What needs to be done: Search the material for the string "Dataset", then show every line where it turns up.

Data records:
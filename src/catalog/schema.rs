//! Serde schema for the declarative catalog document.

use std::collections::BTreeMap;
use std::fmt;
use std::path::PathBuf;

use serde::de::{self, Deserializer, MapAccess, SeqAccess, Visitor};
use serde::{Deserialize, Serialize};

use crate::transfer::BackendKind;

/// Priority applied to groups that do not declare one.
pub const DEFAULT_PRIORITY: i64 = 99;

/// Default number of concurrent workers.
pub const DEFAULT_MAX_CONCURRENT: usize = 3;

/// Default maximum attempts per file.
pub const DEFAULT_MAX_RETRIES: u32 = 5;

/// Upper bound on `max_retries`, shared by the catalog and the CLI.
pub const MAX_RETRIES: u32 = 100;

/// Default exponential backoff base (seconds per `base^attempt`).
pub const DEFAULT_RETRY_DELAY_BASE: f64 = 2.0;

/// Default per-attempt timeout in seconds.
pub const DEFAULT_TIMEOUT_SECS: u64 = 300;

/// Default remote endpoint.
pub const DEFAULT_ENDPOINT: &str = "https://huggingface.co";

/// Default revision resolved on the remote repository.
pub const DEFAULT_REVISION: &str = "main";

/// Minimum allowed `max_concurrent`.
pub const MIN_CONCURRENCY: usize = 1;

/// Maximum allowed `max_concurrent`.
pub const MAX_CONCURRENCY: usize = 100;

/// Root of a catalog document.
#[derive(Debug, Clone, PartialEq, Serialize, Deserialize)]
pub struct Catalog {
    /// Repository used by groups that do not name their own.
    #[serde(default)]
    pub repository: Option<String>,

    /// Run-wide tuning.
    #[serde(default)]
    pub global_settings: GlobalSettings,

    /// Remote endpoint and backend preferences.
    #[serde(default)]
    pub transport: TransportSettings,

    /// Filenames already known to be complete, grouped by label.
    #[serde(default)]
    pub completed_downloads: BTreeMap<String, Vec<String>>,

    /// Ordered task groups.
    ///
    /// Accepts a list of groups or a map of group name to group body. The map
    /// form keeps document order.
    #[serde(default, deserialize_with = "deserialize_task_groups")]
    pub download_tasks: Vec<TaskGroup>,
}

/// A named collection of files sharing a repository and priority.
#[derive(Debug, Clone, PartialEq, Serialize, Deserialize)]
pub struct TaskGroup {
    /// Group label, used in logs and summaries.
    pub name: String,

    /// Repository override; falls back to [`Catalog::repository`].
    #[serde(default, skip_serializing_if = "Option::is_none")]
    pub repository: Option<String>,

    /// Lower value is dispatched first.
    #[serde(default = "default_priority")]
    pub priority: i64,

    /// Files in dispatch order.
    #[serde(default)]
    pub files: Vec<FileDescriptor>,
}

/// One remote file.
#[derive(Debug, Clone, PartialEq, Serialize, Deserialize)]
pub struct FileDescriptor {
    /// Path relative to the repository root.
    pub path: String,

    /// Advisory size in megabytes.
    #[serde(default, skip_serializing_if = "Option::is_none")]
    pub size_estimate_mb: Option<f64>,
}

/// Run-wide settings.
#[derive(Debug, Clone, PartialEq, Serialize, Deserialize)]
#[serde(default)]
pub struct GlobalSettings {
    /// Worker pool size before backend clamping.
    pub max_concurrent: usize,
    /// Maximum attempts per file (including the first).
    pub max_retries: u32,
    /// Backoff base; the delay after attempt `n` is `retry_delay_base^n` seconds.
    pub retry_delay_base: f64,
    /// Per-attempt timeout in seconds.
    pub timeout: u64,
    /// Download directory. Relative paths resolve against the catalog file.
    pub download_dir: PathBuf,
}

impl Default for GlobalSettings {
    fn default() -> Self {
        Self {
            max_concurrent: DEFAULT_MAX_CONCURRENT,
            max_retries: DEFAULT_MAX_RETRIES,
            retry_delay_base: DEFAULT_RETRY_DELAY_BASE,
            timeout: DEFAULT_TIMEOUT_SECS,
            download_dir: PathBuf::from("downloads"),
        }
    }
}

/// Kind of remote repository, which decides URL layout.
#[derive(Debug, Clone, Copy, PartialEq, Eq, Default, Serialize, Deserialize)]
#[serde(rename_all = "lowercase")]
pub enum RepoType {
    /// Dataset repository (`/datasets/{repo}` URLs).
    #[default]
    Dataset,
    /// Model repository (`/{repo}` URLs).
    Model,
}

impl RepoType {
    /// Path segment used by metadata API calls.
    #[must_use]
    pub fn api_segment(&self) -> &'static str {
        match self {
            Self::Dataset => "datasets",
            Self::Model => "models",
        }
    }

    /// Prefix inserted before the repository in file URLs.
    #[must_use]
    pub fn resolve_prefix(&self) -> &'static str {
        match self {
            Self::Dataset => "datasets/",
            Self::Model => "",
        }
    }
}

/// Endpoint and backend configuration injected into backend construction.
#[derive(Debug, Clone, PartialEq, Serialize, Deserialize)]
#[serde(default)]
pub struct TransportSettings {
    /// Base URL of the remote service or its mirror.
    pub endpoint: String,
    /// Repository kind.
    pub repo_type: RepoType,
    /// Revision (branch, tag, or commit) to resolve files from.
    pub revision: String,
    /// Backends in preference order.
    pub backends: Vec<BackendKind>,
    /// Bearer token for the API client.
    #[serde(skip_serializing_if = "Option::is_none")]
    pub token: Option<String>,
    /// Skip TLS certificate verification.
    pub insecure: bool,
}

impl Default for TransportSettings {
    fn default() -> Self {
        Self {
            endpoint: DEFAULT_ENDPOINT.to_string(),
            repo_type: RepoType::Dataset,
            revision: DEFAULT_REVISION.to_string(),
            backends: vec![BackendKind::Api, BackendKind::Wget, BackendKind::Curl],
            token: None,
            insecure: false,
        }
    }
}

fn default_priority() -> i64 {
    DEFAULT_PRIORITY
}

/// Group body in the map form, where the key is the name.
#[derive(Deserialize)]
struct NamedGroupBody {
    #[serde(default)]
    repository: Option<String>,
    #[serde(default = "default_priority")]
    priority: i64,
    #[serde(default)]
    files: Vec<FileDescriptor>,
}

fn deserialize_task_groups<'de, D>(deserializer: D) -> Result<Vec<TaskGroup>, D::Error>
where
    D: Deserializer<'de>,
{
    struct GroupsVisitor;

    impl<'de> Visitor<'de> for GroupsVisitor {
        type Value = Vec<TaskGroup>;

        fn expecting(&self, f: &mut fmt::Formatter<'_>) -> fmt::Result {
            f.write_str("a list of task groups or a map of group name to group")
        }

        fn visit_seq<A: SeqAccess<'de>>(self, mut seq: A) -> Result<Self::Value, A::Error> {
            let mut groups = Vec::new();
            while let Some(group) = seq.next_element::<TaskGroup>()? {
                groups.push(group);
            }
            Ok(groups)
        }

        fn visit_map<A: MapAccess<'de>>(self, mut map: A) -> Result<Self::Value, A::Error> {
            let mut groups = Vec::new();
            while let Some((name, body)) = map.next_entry::<String, NamedGroupBody>()? {
                groups.push(TaskGroup {
                    name,
                    repository: body.repository,
                    priority: body.priority,
                    files: body.files,
                });
            }
            Ok(groups)
        }

        fn visit_unit<E: de::Error>(self) -> Result<Self::Value, E> {
            Ok(Vec::new())
        }

        fn visit_none<E: de::Error>(self) -> Result<Self::Value, E> {
            Ok(Vec::new())
        }
    }

    deserializer.deserialize_any(GroupsVisitor)
}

Exercise result:
    /// Dataset repository (`/datasets/{repo}` URLs).
    Dataset,
            Self::Dataset => "datasets",
            Self::Dataset => "datasets/",
            repo_type: RepoType::Dataset,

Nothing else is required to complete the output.